* What this task involves *
Please filter the data below down to the lines holding the string "Copy".

* Collected data entries *
+ + + + + + +

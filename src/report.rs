//! Test failures and the reporters they are delivered to.

use crate::expectation::Cardinality;
use crate::fingerprint::RequestFingerprint;
use parking_lot::Mutex;
use std::fmt;
use tracing::error;

/// Which part of a request a field came from.
#[derive(Debug, Clone, Copy, PartialEq, Eq)]
pub enum FieldKind {
    Header,
    QueryParam,
}

impl fmt::Display for FieldKind {
    fn fmt(&self, f: &mut fmt::Formatter<'_>) -> fmt::Result {
        match self {
            FieldKind::Header => f.write_str("header"),
            FieldKind::QueryParam => f.write_str("query parameter"),
        }
    }
}

/// A failure attributable to a request or an expectation.
#[derive(Debug, Clone, thiserror::Error)]
pub enum Failure {
    /// A header or query key kept more than one value after filtering.
    /// The request is still matched using the first value.
    #[error("multi-value {kind} {name:?} on {method} {path}: {values:?} (matched using the first value)")]
    MultiValueFieldDetected {
        kind: FieldKind,
        name: String,
        values: Vec<String>,
        method: String,
        path: String,
    },

    /// No expectation, and no default handler, accepted the request.
    #[error("unmatched request {fingerprint}{}", exhausted_note(.exhausted))]
    UnmatchedRequest {
        fingerprint: RequestFingerprint,
        /// Equal expectations that were skipped because their budget was spent
        exhausted: usize,
    },

    /// Writing the response body failed.
    #[error("failed to write {format} response for {method} {path}: {reason}")]
    ResponseEncodingFailed {
        method: String,
        path: String,
        format: &'static str,
        reason: String,
    },

    /// A required expectation was not called the required number of times.
    #[error("unmet expectation #{id} {method} {path}: expected {cardinality}, got {actual} call(s)")]
    UnmetExpectation {
        id: usize,
        method: String,
        path: String,
        cardinality: Cardinality,
        actual: usize,
    },
}

fn exhausted_note(exhausted: &usize) -> String {
    match exhausted {
        0 => String::new(),
        n => format!(" ({} equal expectation(s) already used up)", n),
    }
}

/// Receives failures as they are detected.
///
/// Per-request failures are reported while the request is being served;
/// unmet expectations are reported once each by
/// [`MockServer::assert_expectations`](crate::MockServer::assert_expectations).
pub trait Reporter: Send + Sync {
    fn report(&self, failure: &Failure);
}

/// Reporter that keeps every failure for later inspection.
#[derive(Debug, Default)]
pub struct RecordingReporter {
    failures: Mutex<Vec<Failure>>,
}

impl RecordingReporter {
    pub fn new() -> Self {
        Self::default()
    }

    /// Snapshot of the failures reported so far.
    pub fn failures(&self) -> Vec<Failure> {
        self.failures.lock().clone()
    }

    /// Remove and return the failures reported so far.
    pub fn take(&self) -> Vec<Failure> {
        std::mem::take(&mut *self.failures.lock())
    }

    pub fn is_empty(&self) -> bool {
        self.failures.lock().is_empty()
    }
}

impl Reporter for RecordingReporter {
    fn report(&self, failure: &Failure) {
        self.failures.lock().push(failure.clone());
    }
}

/// Reporter that logs failures and nothing else.
#[derive(Debug, Default, Clone, Copy)]
pub struct TracingReporter;

impl Reporter for TracingReporter {
    fn report(&self, failure: &Failure) {
        error!(%failure, "Mock expectation failure");
    }
}
async fn serve(listener: TcpListener, shared: Arc<Shared>, shutdown_tx: broadcast::Sender<()>) {
    let mut shutdown_rx = shutdown_tx.subscribe();
    loop {
        tokio::select! {
            result = listener.accept() => {
                match result {
                    Ok((stream, _)) => {
                        let shared = Arc::clone(&shared);
                        let mut conn_shutdown = shutdown_tx.subscribe();
                        tokio::spawn(async move {
                            let io = TokioIo::new(stream);
                            let service = service_fn(move |req| {
                                let shared = Arc::clone(&shared);
                                async move { handle_request(req, shared).await }
                            });
                            let conn = http1::Builder::new().serve_connection(io, service);
                            tokio::pin!(conn);
                            tokio::select! {
                                result = conn.as_mut() => {
                                    if let Err(e) = result {
                                        debug!("Mock server connection error: {}", e);
                                    }
                                }
                                _ = conn_shutdown.recv() => {
                                    conn.as_mut().graceful_shutdown();
                                    if let Err(e) = conn.await {
                                        debug!("Mock server connection error during shutdown: {}", e);
                                    }
                                }
                            }
                        });
                    }
                    Err(e) => {
                        error!("Mock server accept error: {}", e);
                    }
                }
            }
            _ = shutdown_rx.recv() => {
                info!("Mock server shutting down");
                break;
            }
        }
    }
}

async fn read_request(req: Request<Incoming>) -> Result<RawRequest, hyper::Error> {
    let (parts, body) = req.into_parts();
    let body = body.collect().await?.to_bytes();

    let headers = parts
        .headers
        .iter()
        .filter(|(name, _)| **name != HOST)
        .map(|(name, value)| {
            (
                name.as_str().to_string(),
                String::from_utf8_lossy(value.as_bytes()).into_owned(),
            )
        })
        .collect();

    Ok(RawRequest {
        method: parts.method.as_str().to_string(),
        path: parts.uri.path().to_string(),
        headers,
        query: parts.uri.query().map(parse_query_string).unwrap_or_default(),
        body,
    })
}

async fn handle_request(
    req: Request<Incoming>,
    shared: Arc<Shared>,
) -> Result<Response<Full<Bytes>>, Infallible> {
    let raw = match read_request(req).await {
        Ok(raw) => raw,
        Err(e) => {
            warn!("Failed to read request body: {}", e);
            return Ok(error_response(StatusCode::BAD_REQUEST, "unreadable_body", &e.to_string()));
        }
    };

    let normalized = shared.normalizer.read().normalize(&raw);
    for violation in normalized.violations {
        warn!(%violation, "Multi-value field in request");
        shared.fail(violation);
    }
    let fingerprint = normalized.fingerprint;
    if shared.record_requests {
        shared.received.lock().push(fingerprint.clone());
    }

    match shared.registry.select(&fingerprint) {
        Selection::Matched(matched) => {
            debug!(
                expectation = matched.id,
                method = %fingerprint.method,
                path = %fingerprint.path,
                calls = matched.calls,
                fallback = matched.fallback,
                "Request matched expectation"
            );

            let mut sink = BufferedSink::new();
            match dispatch(&matched.reply, matched.gate.as_ref(), &mut sink).await {
                Ok(()) => Ok(sink.into_response()),
                Err(e) => {
                    shared.fail(Failure::ResponseEncodingFailed {
                        method: fingerprint.method.clone(),
                        path: fingerprint.path.clone(),
                        format: matched.reply.format(),
                        reason: e.to_string(),
                    });
                    Ok(error_response(
                        StatusCode::INTERNAL_SERVER_ERROR,
                        "response_encoding_failed",
                        &e.to_string(),
                    ))
                }
            }
        }
        Selection::NoMatch { exhausted } => {
            warn!(
                method = %fingerprint.method,
                path = %fingerprint.path,
                exhausted,
                "No matching expectation"
            );
            let failure = Failure::UnmatchedRequest {
                fingerprint,
                exhausted,
            };
            let message = failure.to_string();
            shared.fail(failure);
            Ok(error_response(StatusCode::NOT_FOUND, "unmatched_request", &message))
        }
    }
}
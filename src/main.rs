//! Mock HTTP API - CLI Entry Point

use anyhow::Result;
use clap::Parser;
use mock_http_api::{MockServer, MockServerConfig, RecordingReporter};
use std::net::SocketAddr;
use std::path::PathBuf;
use std::sync::Arc;
use tracing::{error, info, Level};
use tracing_subscriber::FmtSubscriber;

#[derive(Parser, Debug)]
#[command(
    name = "mock-http-api",
    about = "Standalone mock HTTP server - serves YAML-defined expectations and checks they were met",
    version
)]
struct Args {
    /// Path to configuration file
    #[arg(short, long, default_value = "mock-http-api.yaml")]
    config: PathBuf,

    /// Address to listen on (overrides settings.listen)
    #[arg(short, long, value_name = "ADDR")]
    listen: Option<SocketAddr>,

    /// Log level (trace, debug, info, warn, error)
    #[arg(short = 'L', long, default_value = "info")]
    log_level: Level,

    /// Print default configuration and exit
    #[arg(long)]
    print_config: bool,

    /// Validate configuration and exit
    #[arg(long)]
    validate: bool,
}

#[tokio::main]
async fn main() -> Result<()> {
    let args = Args::parse();

    // Initialize logging
    let subscriber = FmtSubscriber::builder()
        .with_max_level(args.log_level)
        .with_target(false)
        .finish();
    tracing::subscriber::set_global_default(subscriber)?;

    if args.print_config {
        let default_config = include_str!("../demos/default-config.yaml");
        println!("{}", default_config);
        return Ok(());
    }

    let config = if args.config.exists() {
        info!(path = ?args.config, "Loading configuration");
        MockServerConfig::from_file(&args.config)?
    } else if args.validate {
        anyhow::bail!("Configuration file not found: {:?}", args.config);
    } else {
        info!("Using default configuration (no expectations)");
        MockServerConfig::default()
    };

    if args.validate {
        config.validate()?;
        println!(
            "Configuration is valid ({} expectations defined)",
            config.expectations.len()
        );
        return Ok(());
    }

    let listen = args
        .listen
        .or(config.settings.listen)
        .unwrap_or_else(|| SocketAddr::from(([127, 0, 0, 1], 8080)));

    let reporter = Arc::new(RecordingReporter::new());
    let server = MockServer::builder()
        .listen(listen)
        .reporter(reporter.clone())
        .record_requests(false)
        .start()
        .await?;
    config.apply(&server)?;

    println!("{}", server.uri());
    info!(
        uri = %server.uri(),
        expectations = config.expectations.len(),
        "Serving mock API, press Ctrl-C to stop and verify"
    );

    tokio::signal::ctrl_c().await?;
    server.close();

    let failures = reporter.take();
    if failures.is_empty() {
        info!("All expectations met");
        return Ok(());
    }

    for failure in &failures {
        error!(%failure, "Expectation failure");
    }
    anyhow::bail!("{} expectation failure(s)", failures.len())
}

+ + + + + + +

* Task output *
#[derive(Debug, Clone, Copy, PartialEq, Eq)]
#[derive(Debug, Default, Clone, Copy)]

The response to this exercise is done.